Problem description:
The word "short" occurs in some of the lines below; copy each of those lines.

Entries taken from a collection
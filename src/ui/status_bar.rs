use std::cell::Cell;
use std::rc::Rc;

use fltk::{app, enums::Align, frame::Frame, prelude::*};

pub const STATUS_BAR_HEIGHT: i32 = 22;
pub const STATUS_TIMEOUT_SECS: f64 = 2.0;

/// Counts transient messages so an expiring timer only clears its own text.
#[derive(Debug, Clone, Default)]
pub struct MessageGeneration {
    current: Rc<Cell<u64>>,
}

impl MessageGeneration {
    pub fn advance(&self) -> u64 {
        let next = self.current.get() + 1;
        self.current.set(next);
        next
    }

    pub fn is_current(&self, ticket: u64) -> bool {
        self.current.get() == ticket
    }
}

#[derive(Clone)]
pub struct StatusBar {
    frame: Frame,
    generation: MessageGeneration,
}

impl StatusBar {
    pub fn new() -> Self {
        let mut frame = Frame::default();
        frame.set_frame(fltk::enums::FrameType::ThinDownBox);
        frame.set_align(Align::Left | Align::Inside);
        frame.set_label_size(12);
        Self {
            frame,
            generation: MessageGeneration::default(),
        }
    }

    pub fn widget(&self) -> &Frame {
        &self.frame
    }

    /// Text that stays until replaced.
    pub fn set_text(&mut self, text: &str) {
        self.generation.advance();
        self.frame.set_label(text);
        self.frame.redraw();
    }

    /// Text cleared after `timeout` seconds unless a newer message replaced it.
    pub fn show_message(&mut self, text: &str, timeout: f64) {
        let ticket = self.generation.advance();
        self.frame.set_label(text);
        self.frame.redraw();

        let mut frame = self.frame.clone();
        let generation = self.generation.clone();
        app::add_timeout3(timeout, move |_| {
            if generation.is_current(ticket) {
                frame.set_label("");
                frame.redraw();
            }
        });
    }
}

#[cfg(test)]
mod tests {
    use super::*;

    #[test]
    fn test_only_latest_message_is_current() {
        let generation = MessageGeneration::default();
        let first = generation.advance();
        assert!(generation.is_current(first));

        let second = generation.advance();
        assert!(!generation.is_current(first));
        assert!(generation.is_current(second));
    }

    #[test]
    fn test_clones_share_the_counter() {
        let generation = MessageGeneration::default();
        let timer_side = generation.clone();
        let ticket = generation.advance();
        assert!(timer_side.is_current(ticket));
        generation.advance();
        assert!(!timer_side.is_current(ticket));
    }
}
--
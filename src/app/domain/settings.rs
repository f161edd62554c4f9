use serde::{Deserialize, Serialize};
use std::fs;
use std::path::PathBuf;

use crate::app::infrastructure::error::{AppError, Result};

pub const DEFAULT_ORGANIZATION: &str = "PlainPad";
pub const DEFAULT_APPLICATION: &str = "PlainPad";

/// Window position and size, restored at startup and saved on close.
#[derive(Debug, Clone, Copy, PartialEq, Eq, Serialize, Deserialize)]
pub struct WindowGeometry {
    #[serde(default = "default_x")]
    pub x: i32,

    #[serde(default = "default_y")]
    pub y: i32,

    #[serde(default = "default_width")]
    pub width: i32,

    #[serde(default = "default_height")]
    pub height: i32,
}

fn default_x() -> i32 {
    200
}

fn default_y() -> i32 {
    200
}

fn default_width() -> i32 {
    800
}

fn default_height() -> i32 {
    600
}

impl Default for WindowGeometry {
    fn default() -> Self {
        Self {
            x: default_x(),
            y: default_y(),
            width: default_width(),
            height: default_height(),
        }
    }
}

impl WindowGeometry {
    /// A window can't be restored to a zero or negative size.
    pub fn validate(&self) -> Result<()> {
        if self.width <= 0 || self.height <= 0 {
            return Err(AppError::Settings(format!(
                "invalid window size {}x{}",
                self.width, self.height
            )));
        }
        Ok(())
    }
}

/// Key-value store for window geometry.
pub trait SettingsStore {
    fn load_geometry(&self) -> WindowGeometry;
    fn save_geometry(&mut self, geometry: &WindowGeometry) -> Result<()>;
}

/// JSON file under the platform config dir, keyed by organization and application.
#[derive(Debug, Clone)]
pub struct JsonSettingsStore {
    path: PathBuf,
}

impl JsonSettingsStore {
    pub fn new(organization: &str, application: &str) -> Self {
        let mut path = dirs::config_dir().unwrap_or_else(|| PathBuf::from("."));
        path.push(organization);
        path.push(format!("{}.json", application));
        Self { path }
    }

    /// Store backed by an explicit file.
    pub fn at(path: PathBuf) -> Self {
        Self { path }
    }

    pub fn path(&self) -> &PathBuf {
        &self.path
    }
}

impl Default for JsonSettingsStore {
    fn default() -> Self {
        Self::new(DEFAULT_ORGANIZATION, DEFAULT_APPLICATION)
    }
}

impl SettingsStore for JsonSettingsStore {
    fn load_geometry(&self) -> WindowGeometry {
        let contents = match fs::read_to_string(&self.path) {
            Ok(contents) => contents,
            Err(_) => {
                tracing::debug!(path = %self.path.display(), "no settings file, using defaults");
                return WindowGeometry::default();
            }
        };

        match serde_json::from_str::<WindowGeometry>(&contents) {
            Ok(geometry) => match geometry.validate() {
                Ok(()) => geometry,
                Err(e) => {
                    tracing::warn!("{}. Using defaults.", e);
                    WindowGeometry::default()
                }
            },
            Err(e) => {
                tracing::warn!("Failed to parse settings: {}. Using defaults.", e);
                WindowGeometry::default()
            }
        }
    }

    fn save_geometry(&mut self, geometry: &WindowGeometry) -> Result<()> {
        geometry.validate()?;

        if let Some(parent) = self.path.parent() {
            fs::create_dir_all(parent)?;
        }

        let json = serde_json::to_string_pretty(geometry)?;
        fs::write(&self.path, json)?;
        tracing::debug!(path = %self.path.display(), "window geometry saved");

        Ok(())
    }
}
--
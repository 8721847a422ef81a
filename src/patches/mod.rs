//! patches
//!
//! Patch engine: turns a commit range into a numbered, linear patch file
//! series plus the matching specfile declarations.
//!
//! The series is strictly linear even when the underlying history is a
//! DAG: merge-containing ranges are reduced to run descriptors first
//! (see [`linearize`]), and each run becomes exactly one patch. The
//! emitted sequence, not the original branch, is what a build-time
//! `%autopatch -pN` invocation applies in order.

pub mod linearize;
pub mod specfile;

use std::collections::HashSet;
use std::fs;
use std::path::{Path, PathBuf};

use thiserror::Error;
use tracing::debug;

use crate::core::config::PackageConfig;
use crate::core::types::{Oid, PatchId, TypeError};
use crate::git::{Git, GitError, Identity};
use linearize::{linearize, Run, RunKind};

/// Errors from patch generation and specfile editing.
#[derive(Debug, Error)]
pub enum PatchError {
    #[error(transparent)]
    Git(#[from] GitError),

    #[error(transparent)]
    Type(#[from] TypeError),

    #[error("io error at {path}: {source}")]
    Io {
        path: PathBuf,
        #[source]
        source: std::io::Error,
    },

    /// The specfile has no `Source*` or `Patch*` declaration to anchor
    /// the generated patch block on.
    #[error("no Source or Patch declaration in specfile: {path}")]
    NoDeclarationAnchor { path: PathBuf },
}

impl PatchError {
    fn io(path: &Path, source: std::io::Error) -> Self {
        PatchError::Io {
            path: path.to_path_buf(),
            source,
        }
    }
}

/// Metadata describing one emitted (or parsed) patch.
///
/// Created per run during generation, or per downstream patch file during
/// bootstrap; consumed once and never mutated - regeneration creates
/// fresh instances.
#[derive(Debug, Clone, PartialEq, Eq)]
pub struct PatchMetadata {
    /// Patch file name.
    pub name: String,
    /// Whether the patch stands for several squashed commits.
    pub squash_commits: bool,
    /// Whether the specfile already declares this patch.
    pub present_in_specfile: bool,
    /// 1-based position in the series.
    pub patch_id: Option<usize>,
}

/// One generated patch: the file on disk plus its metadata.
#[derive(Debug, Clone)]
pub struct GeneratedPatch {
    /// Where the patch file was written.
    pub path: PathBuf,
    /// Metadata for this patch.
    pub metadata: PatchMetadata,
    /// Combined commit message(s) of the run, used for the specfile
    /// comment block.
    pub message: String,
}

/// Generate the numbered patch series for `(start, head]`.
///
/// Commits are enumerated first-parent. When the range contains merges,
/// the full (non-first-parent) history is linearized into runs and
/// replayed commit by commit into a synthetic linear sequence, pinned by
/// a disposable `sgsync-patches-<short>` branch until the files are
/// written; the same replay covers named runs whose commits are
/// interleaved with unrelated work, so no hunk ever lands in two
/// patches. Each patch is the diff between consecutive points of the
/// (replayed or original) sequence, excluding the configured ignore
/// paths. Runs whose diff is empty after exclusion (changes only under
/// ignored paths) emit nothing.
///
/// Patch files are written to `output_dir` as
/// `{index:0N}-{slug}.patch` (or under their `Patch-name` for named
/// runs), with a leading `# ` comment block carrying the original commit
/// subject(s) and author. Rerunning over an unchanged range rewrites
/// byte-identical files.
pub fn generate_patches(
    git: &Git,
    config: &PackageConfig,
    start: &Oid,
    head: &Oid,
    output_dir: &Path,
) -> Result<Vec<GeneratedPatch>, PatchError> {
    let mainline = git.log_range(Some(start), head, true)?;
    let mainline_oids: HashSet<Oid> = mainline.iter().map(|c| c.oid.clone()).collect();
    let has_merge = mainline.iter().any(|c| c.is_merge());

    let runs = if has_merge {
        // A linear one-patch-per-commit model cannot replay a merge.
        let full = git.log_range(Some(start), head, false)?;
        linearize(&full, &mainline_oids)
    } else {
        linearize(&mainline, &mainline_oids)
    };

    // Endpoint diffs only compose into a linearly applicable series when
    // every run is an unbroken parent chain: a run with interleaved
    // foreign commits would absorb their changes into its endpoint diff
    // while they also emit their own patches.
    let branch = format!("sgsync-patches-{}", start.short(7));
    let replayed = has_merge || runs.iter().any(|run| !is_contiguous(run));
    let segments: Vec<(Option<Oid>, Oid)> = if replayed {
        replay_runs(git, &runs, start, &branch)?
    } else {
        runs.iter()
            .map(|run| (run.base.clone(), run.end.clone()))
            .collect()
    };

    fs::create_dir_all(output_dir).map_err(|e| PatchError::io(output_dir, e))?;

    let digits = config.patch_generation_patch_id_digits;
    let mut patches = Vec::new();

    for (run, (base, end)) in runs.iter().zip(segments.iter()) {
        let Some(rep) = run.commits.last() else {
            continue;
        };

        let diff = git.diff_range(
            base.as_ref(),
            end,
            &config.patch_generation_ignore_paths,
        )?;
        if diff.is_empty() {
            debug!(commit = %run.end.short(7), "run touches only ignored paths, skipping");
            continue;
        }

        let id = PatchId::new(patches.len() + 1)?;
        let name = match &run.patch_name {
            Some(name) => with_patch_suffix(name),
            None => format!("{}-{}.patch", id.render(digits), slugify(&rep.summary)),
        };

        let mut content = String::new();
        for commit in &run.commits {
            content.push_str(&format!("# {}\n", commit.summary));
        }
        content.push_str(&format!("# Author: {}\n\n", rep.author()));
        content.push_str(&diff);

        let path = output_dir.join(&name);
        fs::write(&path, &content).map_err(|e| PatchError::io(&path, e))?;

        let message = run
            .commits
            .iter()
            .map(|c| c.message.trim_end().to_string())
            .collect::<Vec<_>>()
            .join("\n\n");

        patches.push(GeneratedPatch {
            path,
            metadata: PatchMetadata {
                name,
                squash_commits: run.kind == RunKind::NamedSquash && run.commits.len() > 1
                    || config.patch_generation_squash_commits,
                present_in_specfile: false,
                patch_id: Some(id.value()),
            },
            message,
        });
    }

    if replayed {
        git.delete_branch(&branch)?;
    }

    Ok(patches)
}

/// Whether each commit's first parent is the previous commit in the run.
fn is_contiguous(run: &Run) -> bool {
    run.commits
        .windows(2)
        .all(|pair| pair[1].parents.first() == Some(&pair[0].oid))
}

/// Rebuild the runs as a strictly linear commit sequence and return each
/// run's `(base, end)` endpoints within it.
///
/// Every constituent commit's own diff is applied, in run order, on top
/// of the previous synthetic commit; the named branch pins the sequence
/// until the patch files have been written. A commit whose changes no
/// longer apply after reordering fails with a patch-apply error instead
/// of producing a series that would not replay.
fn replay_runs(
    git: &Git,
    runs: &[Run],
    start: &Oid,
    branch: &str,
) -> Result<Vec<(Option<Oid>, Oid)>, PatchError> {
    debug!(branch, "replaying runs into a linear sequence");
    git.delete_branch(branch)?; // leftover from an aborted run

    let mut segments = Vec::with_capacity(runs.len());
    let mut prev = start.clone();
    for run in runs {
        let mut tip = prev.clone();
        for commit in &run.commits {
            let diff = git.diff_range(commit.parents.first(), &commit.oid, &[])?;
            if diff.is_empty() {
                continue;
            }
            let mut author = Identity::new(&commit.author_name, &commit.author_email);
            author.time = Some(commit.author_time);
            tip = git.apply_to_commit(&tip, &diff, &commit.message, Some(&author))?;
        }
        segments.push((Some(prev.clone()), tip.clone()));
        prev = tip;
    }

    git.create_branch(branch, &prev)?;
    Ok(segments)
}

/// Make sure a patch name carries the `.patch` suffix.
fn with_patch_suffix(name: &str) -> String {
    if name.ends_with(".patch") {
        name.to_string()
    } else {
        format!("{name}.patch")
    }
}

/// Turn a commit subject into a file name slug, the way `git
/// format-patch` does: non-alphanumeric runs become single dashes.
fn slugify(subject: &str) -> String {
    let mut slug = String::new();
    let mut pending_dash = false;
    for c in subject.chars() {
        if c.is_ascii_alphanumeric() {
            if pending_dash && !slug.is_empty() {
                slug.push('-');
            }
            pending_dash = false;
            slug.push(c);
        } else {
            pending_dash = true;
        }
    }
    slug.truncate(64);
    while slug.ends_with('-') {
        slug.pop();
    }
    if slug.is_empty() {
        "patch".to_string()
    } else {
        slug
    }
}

Response:
/// a disposable `sgsync-patches-<short>` branch until the files are
    let branch = format!("sgsync-patches-{}", start.short(7));
            debug!(commit = %run.end.short(7), "run touches only ignored paths, skipping");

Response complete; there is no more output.